Hey all!<p>I am the founder of a small company, mostly consulting work for large organizations, but we do have our own SaaS product that is gaining traction in our small market. I&#x27;m in a strange position and would love if the HN community could help with some advice.<p>I&#x27;ve been able to bootstrap the company so far, I feel like we could grow more significantly in areas if I had another high-level person come to help us in areas that I just can&#x27;t do and don&#x27;t have the time for. I have a person in mind, but I am worried.<p>Without getting into too many details about the company, I&#x27;ve bootstrapped the company, put my own money into it, built the technology, networked to close the deals with our customers, and we&#x27;re profitable! I don&#x27;t make a lot from the company yet, but enough to provide a modest income for my family and I employ one other developer.<p>My question is, do people generally bring in co-founders years after the company launched?
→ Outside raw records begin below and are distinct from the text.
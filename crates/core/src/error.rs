//! Error kinds shared by every decoder in the workspace.

use std::fmt;
use thiserror::Error;

/// Size constraint a region failed to meet.
#[derive(Debug, Clone, Copy, PartialEq, Eq)]
pub enum SizeRequirement {
    Exactly(usize),
    AtLeast(usize),
}

impl fmt::Display for SizeRequirement {
    fn fmt(&self, f: &mut fmt::Formatter<'_>) -> fmt::Result {
        match self {
            SizeRequirement::Exactly(n) => write!(f, "expected exactly {} bytes", n),
            SizeRequirement::AtLeast(n) => write!(f, "expected at least {} bytes", n),
        }
    }
}

#[derive(Error, Debug, Clone, PartialEq, Eq)]
pub enum DecodeError {
    #[error("{region}: invalid size {actual} ({requirement})")]
    InvalidInputSize {
        region: &'static str,
        requirement: SizeRequirement,
        actual: usize,
    },

    #[error("{region}: region is present but carries no data")]
    EmptyData { region: &'static str },

    #[error("{what} index {index} out of range (limit {limit})")]
    OutOfRange {
        what: &'static str,
        index: usize,
        limit: usize,
    },

    #[error("Unsupported system: {0}")]
    UnsupportedSystem(String),
}

impl DecodeError {
    pub fn exact_size(region: &'static str, expected: usize, actual: usize) -> Self {
        DecodeError::InvalidInputSize {
            region,
            requirement: SizeRequirement::Exactly(expected),
            actual,
        }
    }

    pub fn min_size(region: &'static str, minimum: usize, actual: usize) -> Self {
        DecodeError::InvalidInputSize {
            region,
            requirement: SizeRequirement::AtLeast(minimum),
            actual,
        }
    }
}

pub type DecodeResult<T> = Result<T, DecodeError>;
And if so, what do those deals generally look like?<p>The person I have in mind wants a share of the equity, but I have an impression he wants to come in around 50&#x2F;50, which to me doesn&#x27;t make any sense. I was thinking something more like a smaller salary (we don&#x27;t have the capital for what he would want) and something like 5-10% with a vesting period, but honestly I have no idea how you even begin to calculate this type of arrangement. Or if it&#x27;s even something I should do.<p>Is this even considered a co-founder? Or should I treat him more like an early hire?<p>Thanks!
======
davismwfl
Ok, having started down this path a couple of years back and trying to bring
in a co-founder here is my 2 cents. btw, I ended up not doing it but learned
some really valuable lessons. Also, I am identical to you in that we are a
consultancy that has 2 SaaS products.

This will rarely work if you are using "co-founder" as a way to get a higher
dollar (caliber) employee for a cost which you can afford today. Co-founders
are either all in and you have to forget what you have already done or you
have to admit they are not a co-founder and instead are a critical employee
hire.

There is nothing wrong with offering a lower than market salary and giving the
employee a 5-10% ownership with vesting. That is completely legit.
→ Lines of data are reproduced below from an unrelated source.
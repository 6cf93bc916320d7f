//! CRAM decoding.
//!
//! 64 colors as 4 palette lines of 16. Each color is a 16-bit word
//! `0000 BBB0 GGG0 RRR0`, read little-endian from the snapshot.

use ir_core::error::{DecodeError, DecodeResult};
use ir_core::ir::{Palette, PaletteSource};
use ir_core::logging::{log, LogCategory, LogLevel};
use ir_core::ppu::palette::{expand_channel, PALETTE_SIZE};
use ir_core::system::SystemId;

pub const CRAM_SIZE: usize = 128;
pub const PALETTE_COUNT: usize = 4;

/// 9-bit color word to 8-bit RGB.
pub fn decode_color(word: u16) -> [u8; 3] {
    let r = ((word >> 1) & 0x07) as u8;
    let g = ((word >> 5) & 0x07) as u8;
    let b = ((word >> 9) & 0x07) as u8;
    [expand_channel(r, 3), expand_channel(g, 3), expand_channel(b, 3)]
}

/// Decode all four palette lines.
///
/// Fails with `InvalidInputSize` unless `cram` is exactly 128 bytes and with
/// `EmptyData` when every color word is zero.
pub fn decode(cram: &[u8]) -> DecodeResult<Vec<Palette>> {
    if cram.len() != CRAM_SIZE {
        return Err(DecodeError::exact_size("CRAM", CRAM_SIZE, cram.len()));
    }

    let words: Vec<u16> = cram
        .chunks_exact(2)
        .map(|pair| u16::from_le_bytes([pair[0], pair[1]]))
        .collect();
    if words.iter().all(|&w| w == 0) {
        return Err(DecodeError::EmptyData { region: "CRAM" });
    }

    let palettes: Vec<Palette> = words
        .chunks_exact(PALETTE_SIZE)
        .enumerate()
        .map(|(line, colors)| {
            let mut rgb = [[0u8; 3]; PALETTE_SIZE];
            for (slot, &word) in rgb.iter_mut().zip(colors) {
                *slot = decode_color(word);
            }
            Palette::from_rgb(
                format!("PAL{}", line),
                SystemId::MegaDrive,
                PaletteSource::Cram,
                rgb,
            )
        })
        .collect();

    log(LogCategory::Palette, LogLevel::Debug, || {
        format!("decoded {} CRAM palette lines", palettes.len())
    });
    Ok(palettes)
}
I think the main problem is don't call someone a co-founder and mislead
yourself or them if they will not be splitting decisions and the hard times
with you. A true co-founder may be taking a salary when times are good, but
has to be willing to forego it when times are tight (bootstraped especially).
If not, they are not a co-founder they are an employee.

As far as an equity split, I do not feel every co-founder deserves an equal
share, but I would always start there and then see what other facts might
affect it. For example, 15 years ago in a startup I was an early contractor
for, a group of people started the company but one of the co-founders had
family to support. So he kept his day job quite a bit longer until the company
was more solid and could afford his monthly minimum without struggling. They
all agreed that meant he wasn't going to get the equal split, and I remember
even he felt that was fair and they were great people to work for/with. And no
one was trying to be an asshole to him, just he didn't have the same risk and
skin in the game.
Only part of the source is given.